*** Provided data ***

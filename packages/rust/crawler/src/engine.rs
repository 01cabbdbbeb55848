//! Incremental account crawler.
//!
//! Walks user → repos → docs, comparing each remote `updated_at` with the
//! mirrored copy and fetching only what changed. Entries that vanished
//! upstream are removed from the mirror.
//!
//! Failure policy: authentication errors abort the crawl. Any other failure
//! on a repo or document is logged, recorded in [`CrawlResult::errors`] and
//! skipped; the persisted listings then keep the previous (or no) entry for
//! it so the next crawl retries it.

use std::collections::{HashMap, HashSet};
use std::time::{Duration, Instant};

use tracing::{info, instrument, warn};

use lakeexport_shared::{DocSummary, ProgressReporter, Remote, Result, has_update};

use crate::client::ApiClient;
use crate::store::MetaStore;

// ---------------------------------------------------------------------------
// Options & result
// ---------------------------------------------------------------------------

/// Crawl behaviour switches.
#[derive(Debug, Clone, Default)]
pub struct CrawlOptions {
    /// Ignore cached timestamps and refetch everything.
    pub full: bool,
}

/// Summary of a completed crawl.
#[derive(Debug, Clone, Default)]
pub struct CrawlResult {
    /// Login of the crawled account.
    pub login: String,
    /// Repos listed upstream.
    pub repos_total: usize,
    /// Repos whose document listing was refreshed.
    pub repos_crawled: usize,
    /// Repos skipped because nothing changed.
    pub repos_unchanged: usize,
    /// Local repos deleted because they vanished upstream.
    pub repos_removed: usize,
    /// Documents downloaded.
    pub docs_fetched: usize,
    /// Documents skipped because nothing changed.
    pub docs_unchanged: usize,
    /// Local documents deleted because they vanished upstream.
    pub docs_removed: usize,
    /// Skipped failures (item, error message).
    pub errors: Vec<(String, String)>,
    /// Total duration of the crawl.
    pub duration: Duration,
}

/// What happened to one repo.
enum RepoOutcome {
    Unchanged,
    Crawled { failed_docs: usize },
}

// ---------------------------------------------------------------------------
// Crawler
// ---------------------------------------------------------------------------

/// Mirrors the authenticated account into a [`MetaStore`].
pub struct Crawler {
    client: ApiClient,
    store: MetaStore,
    options: CrawlOptions,
}

impl Crawler {
    pub fn new(client: ApiClient, store: MetaStore, options: CrawlOptions) -> Self {
        Self {
            client,
            store,
            options,
        }
    }

    /// Crawl the whole account.
    #[instrument(skip_all, fields(meta_dir = %self.store.meta_dir().display(), full = self.options.full))]
    pub async fn crawl(&self, progress: &dyn ProgressReporter) -> Result<CrawlResult> {
        let start = Instant::now();
        let mut result = CrawlResult::default();

        // --- User ---
        progress.phase("Fetching account");
        let user = self.client.user().await?;
        let cached_user = self.store.user()?;
        if self.options.full || cached_user.is_none_or(|cached| has_update(&cached, &user)) {
            self.store.save_user(&user)?;
        }
        let login = user.login.clone();
        result.login = login.clone();

        // --- Repo listing ---
        progress.phase("Listing repos");
        let repos = self.client.repos(&login).await?;
        result.repos_total = repos.len();

        let remote_slugs: HashSet<&str> = repos.iter().map(|r| r.slug.as_str()).collect();
        for slug in self.store.local_repo_slugs(&login)? {
            if !remote_slugs.contains(slug.as_str()) {
                warn!(repo = %format!("{login}/{slug}"), "removing repo no longer present upstream");
                self.store.remove_repo(&login, &slug)?;
                result.repos_removed += 1;
            }
        }

        // --- Repos ---
        let cached_repos = self.store.repos(&login)?.unwrap_or_default();
        let cached_by_slug = index_by_key(&cached_repos);
        let mut failed_repos: HashSet<String> = HashSet::new();

        for (i, repo) in repos.iter().enumerate() {
            info!(repo = %repo.name, "crawling repo ({}/{})", i + 1, repos.len());
            progress.phase(&format!("Crawling {} ({}/{})", repo.name, i + 1, repos.len()));

            if !self.options.full {
                if let Some(cached) = cached_by_slug.get(repo.slug.as_str()) {
                    if !has_update(*cached, repo) && self.has_repo_files(&repo.namespace)? {
                        info!(repo = %repo.name, "no update");
                        result.repos_unchanged += 1;
                        continue;
                    }
                }
            }

            match self.crawl_repo(&repo.namespace, &mut result, progress).await {
                Ok(RepoOutcome::Unchanged) => result.repos_unchanged += 1,
                Ok(RepoOutcome::Crawled { failed_docs }) => {
                    result.repos_crawled += 1;
                    if failed_docs > 0 {
                        failed_repos.insert(repo.slug.clone());
                    }
                }
                Err(e) if e.is_fatal() => return Err(e),
                Err(e) => {
                    warn!(repo = %repo.namespace, error = %e, "repo crawl failed, skipping");
                    result.errors.push((repo.namespace.clone(), e.to_string()));
                    failed_repos.insert(repo.slug.clone());
                }
            }
        }

        let persisted = retain_stale(&repos, &cached_by_slug, &failed_repos);
        self.store.save_repos(&login, &persisted)?;

        result.duration = start.elapsed();
        progress.done();

        info!(
            login = %result.login,
            repos = result.repos_total,
            crawled = result.repos_crawled,
            fetched = result.docs_fetched,
            unchanged = result.docs_unchanged,
            removed = result.docs_removed + result.repos_removed,
            errors = result.errors.len(),
            duration_ms = result.duration.as_millis() as u64,
            "crawl completed"
        );

        Ok(result)
    }

    /// Refresh one repo: detail, doc listing, changed docs, catalog.
    #[instrument(skip(self, result, progress))]
    async fn crawl_repo(
        &self,
        namespace: &str,
        result: &mut CrawlResult,
        progress: &dyn ProgressReporter,
    ) -> Result<RepoOutcome> {
        let detail = self.client.repo(namespace).await?;
        if !self.options.full {
            if let Some(cached) = self.store.repo(namespace)? {
                if !has_update(&cached, &detail) && self.store.docs(namespace)?.is_some() {
                    return Ok(RepoOutcome::Unchanged);
                }
            }
        }

        let docs = self.client.docs(namespace).await?;

        // Remove old docs
        let remote_slugs: HashSet<&str> = docs.iter().map(|d| d.slug.as_str()).collect();
        for slug in self.store.doc_slugs(namespace)? {
            if !remote_slugs.contains(slug.as_str()) {
                warn!(doc = %format!("{namespace}/{slug}"), "removing doc no longer present upstream");
                self.store.remove_doc(namespace, &slug)?;
                result.docs_removed += 1;
            }
        }

        // Fetch new or changed docs
        let cached_docs = self.store.docs(namespace)?.unwrap_or_default();
        let cached_by_slug = index_by_key(&cached_docs);
        let mut failed: HashSet<String> = HashSet::new();

        for (i, doc) in docs.iter().enumerate() {
            progress.doc_fetched(&doc.title, i + 1, docs.len());

            if !self.options.full && self.is_current(namespace, doc, &cached_by_slug)? {
                info!(title = %doc.title, "  no update ({}/{})", i + 1, docs.len());
                result.docs_unchanged += 1;
                continue;
            }

            info!(title = %doc.title, "  fetching ({}/{})", i + 1, docs.len());
            let fetched = match self.client.doc(namespace, &doc.slug).await {
                Ok(detail) => self.store.save_doc(namespace, &detail),
                Err(e) => Err(e),
            };
            match fetched {
                Ok(()) => result.docs_fetched += 1,
                Err(e) if e.is_fatal() => return Err(e),
                Err(e) => {
                    warn!(doc = %format!("{namespace}/{}", doc.slug), error = %e, "doc fetch failed, skipping");
                    result
                        .errors
                        .push((format!("{namespace}/{}", doc.slug), e.to_string()));
                    failed.insert(doc.slug.clone());
                }
            }
        }

        let persisted = retain_stale(&docs, &cached_by_slug, &failed);
        self.store.save_docs(namespace, &persisted)?;
        if let Some(toc) = &detail.toc_yml {
            self.store.save_toc(namespace, toc)?;
        }
        if failed.is_empty() {
            self.store.save_repo(&detail)?;
        }

        Ok(RepoOutcome::Crawled {
            failed_docs: failed.len(),
        })
    }

    /// A repo can be skipped only while its detail and doc listing are on disk.
    fn has_repo_files(&self, namespace: &str) -> Result<bool> {
        Ok(self.store.repo(namespace)?.is_some() && self.store.docs(namespace)?.is_some())
    }

    /// A doc is current when its cached summary is not older and its raw file exists.
    fn is_current(
        &self,
        namespace: &str,
        doc: &DocSummary,
        cached: &HashMap<&str, &DocSummary>,
    ) -> Result<bool> {
        match cached.get(doc.slug.as_str()) {
            Some(cached) if !has_update(*cached, doc) => self.store.has_doc(namespace, &doc.slug),
            _ => Ok(false),
        }
    }
}

// ---------------------------------------------------------------------------
// Helpers
// ---------------------------------------------------------------------------

fn index_by_key<T: Remote>(items: &[T]) -> HashMap<&str, &T> {
    items.iter().map(|item| (item.key(), item)).collect()
}

/// The listing to persist: failed entries fall back to their cached version,
/// or are dropped when there is none, so they are retried next time.
fn retain_stale<T: Remote + Clone>(
    fresh: &[T],
    cached: &HashMap<&str, &T>,
    failed: &HashSet<String>,
) -> Vec<T> {
    fresh
        .iter()
        .filter_map(|item| {
            if failed.contains(item.key()) {
                cached.get(item.key()).map(|c| (*c).clone())
            } else {
                Some(item.clone())
            }
        })
        .collect()
}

*** End of Provided data ***

### What is being asked
Extract all lines of the records above that include "skipping".

### Answer box
                    warn!(repo = %repo.namespace, error = %e, "repo crawl failed, skipping");
                    warn!(doc = %format!("{namespace}/{}", doc.slug), error = %e, "doc fetch failed, skipping");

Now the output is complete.